Much to his pleasure, she shrugged. "You could, but I don't really care," she told him. She crossed her arms over her chest and turned her head away, eyes narrowed. "I don't exactly want to go home."

"Oh, so, the Gaz-human and Zim could continue to—what was the phrase again? 'Hang out'?"

She glanced at him, somewhat startled. "You… want to keep hanging out with me?" She would've thought he was itching to get rid of her. In fact, she was stunned to realize that in the last several hours of hanging out, aside from their lunch conversation, she had not heard him say a thing about world conquest, or his Tallest, or Dib, or anything like that. Actually, he hadn't mentioned Dib all day, since she'd blown up at him about it.

"It is none of Zim's concern whether or not he and the Gaz-human continue to _hang out,_" Zim announced, waving his hands around. "Zim simply is requesting the plans for the rest of the day." He was being facetious; he wanted to stay with Gaz for hours longer. He had become completely fascinated with her, and wanted to observe her further. She was, after all, imperative to the plan.

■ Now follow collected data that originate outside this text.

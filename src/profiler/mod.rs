//! Initial-understanding profiles of the raw tables.
//!
//! Before any cleaning happens, each loaded table gets a summary of its
//! shape, per-column null counts and descriptive statistics. Printed at
//! the start of a run so the analyst can sanity-check the load.

use polars::prelude::*;
use serde::{Deserialize, Serialize};
use std::fmt;

use crate::error::Result;
use crate::utils::is_numeric_dtype;

/// Per-column summary statistics.
#[derive(Debug, Clone, Serialize, Deserialize)]
pub struct ColumnSummary {
    pub name: String,
    pub dtype: String,
    pub null_count: usize,
    pub null_percentage: f64,
    pub min: Option<f64>,
    pub max: Option<f64>,
    pub mean: Option<f64>,
    pub std: Option<f64>,
}

/// Summary of one loaded table.
#[derive(Debug, Clone, Serialize, Deserialize)]
pub struct TableProfile {
    pub name: String,
    pub rows: usize,
    pub columns: usize,
    pub column_summaries: Vec<ColumnSummary>,
}

/// Profile a table: shape, per-column dtypes, null counts, and numeric
/// descriptive statistics.
pub fn profile_table(df: &DataFrame, name: &str) -> Result<TableProfile> {
    let rows = df.height();
    let mut column_summaries = Vec::with_capacity(df.width());

    for column in df.get_columns() {
        let series = column.as_materialized_series();
        let null_count = series.null_count();
        let null_percentage = if rows > 0 {
            null_count as f64 / rows as f64 * 100.0
        } else {
            0.0
        };

        let stats = if is_numeric_dtype(series.dtype()) {
            let floats = series.cast(&DataType::Float64)?;
            let values: Vec<f64> = floats.f64()?.into_iter().flatten().collect();
            numeric_stats(&values)
        } else {
            (None, None, None, None)
        };

        column_summaries.push(ColumnSummary {
            name: column.name().to_string(),
            dtype: series.dtype().to_string(),
            null_count,
            null_percentage,
            min: stats.0,
            max: stats.1,
            mean: stats.2,
            std: stats.3,
        });
    }

    Ok(TableProfile {
        name: name.to_string(),
        rows,
        columns: df.width(),
        column_summaries,
    })
}

/// (min, max, mean, sample std) of a slice of non-null values.
fn numeric_stats(values: &[f64]) -> (Option<f64>, Option<f64>, Option<f64>, Option<f64>) {
    if values.is_empty() {
        return (None, None, None, None);
    }

    let n = values.len() as f64;
    let min = values.iter().copied().fold(f64::INFINITY, f64::min);
    let max = values.iter().copied().fold(f64::NEG_INFINITY, f64::max);
    let mean = values.iter().sum::<f64>() / n;

    let std = if values.len() > 1 {
        let variance = values.iter().map(|v| (v - mean).powi(2)).sum::<f64>() / (n - 1.0);
        Some(variance.sqrt())
    } else {
        Some(0.0)
    };

    (Some(min), Some(max), Some(mean), std)
}

impl fmt::Display for TableProfile {
    fn fmt(&self, f: &mut fmt::Formatter<'_>) -> fmt::Result {
        writeln!(f, "{} ({} rows x {} columns)", self.name, self.rows, self.columns)?;
        writeln!(
            f,
            "{:<24} {:<10} {:>8} {:>10} {:>12} {:>12} {:>12}",
            "Column", "Type", "Nulls", "Null %", "Min", "Mean", "Max"
        )?;
        writeln!(f, "{}", "-".repeat(94))?;
        for col in &self.column_summaries {
            writeln!(
                f,
                "{:<24} {:<10} {:>8} {:>10.1} {:>12} {:>12} {:>12}",
                col.name,
                col.dtype,
                col.null_count,
                col.null_percentage,
                fmt_stat(col.min),
                fmt_stat(col.mean),
                fmt_stat(col.max),
            )?;
        }
        Ok(())
    }
}

fn fmt_stat(value: Option<f64>) -> String {
    match value {
        Some(v) => format!("{v:.2}"),
        None => "-".to_string(),
    }
}

#[cfg(test)]
mod tests {
    use super::*;
    use pretty_assertions::assert_eq;

    #[test]
    fn test_profile_counts_nulls() {
        let df = df![
            "Quarter" => ["a", "b", "c", "d"],
            "rate" => [Some(1.0), None, Some(3.0), None],
        ]
        .unwrap();

        let profile = profile_table(&df, "unemployment").unwrap();
        assert_eq!(profile.rows, 4);
        assert_eq!(profile.columns, 2);

        let rate = &profile.column_summaries[1];
        assert_eq!(rate.null_count, 2);
        assert_eq!(rate.null_percentage, 50.0);
    }

    #[test]
    fn test_profile_numeric_stats() {
        let df = df!["value" => [1.0, 2.0, 3.0, 4.0, 5.0]].unwrap();
        let profile = profile_table(&df, "t").unwrap();

        let col = &profile.column_summaries[0];
        assert_eq!(col.min, Some(1.0));
        assert_eq!(col.max, Some(5.0));
        assert_eq!(col.mean, Some(3.0));
        // sample std of 1..5 is sqrt(2.5)
        assert!((col.std.unwrap() - 2.5f64.sqrt()).abs() < 1e-9);
    }

    #[test]
    fn test_profile_string_column_has_no_stats() {
        let df = df!["label" => ["x", "y"]].unwrap();
        let profile = profile_table(&df, "t").unwrap();

        let col = &profile.column_summaries[0];
        assert_eq!(col.min, None);
        assert_eq!(col.std, None);
    }

    #[test]
    fn test_profile_display_renders_table() {
        let df = df!["value" => [1.0, 2.0]].unwrap();
        let profile = profile_table(&df, "housing").unwrap();
        let text = profile.to_string();
        assert!(text.contains("housing (2 rows x 1 columns)"));
        assert!(text.contains("value"));
    }
}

"Well, all right, then," said Gaz, still a little confused, but somehow pleased as well. "What to do, though…"

"We could always go back to the Gaz-human's favorite place," suggested Zim cheerfully. "That—vile little gaming room!"

Her eyes lit up, and before they knew it they were back in the arcade, she mindlessly watching the screen, he mindlessly watching her.

—

Dib was distraught. He didn't know if Amy was going to break up with him or not, and he still wasn't entirely sure why she was even considering it. What exactly had he done?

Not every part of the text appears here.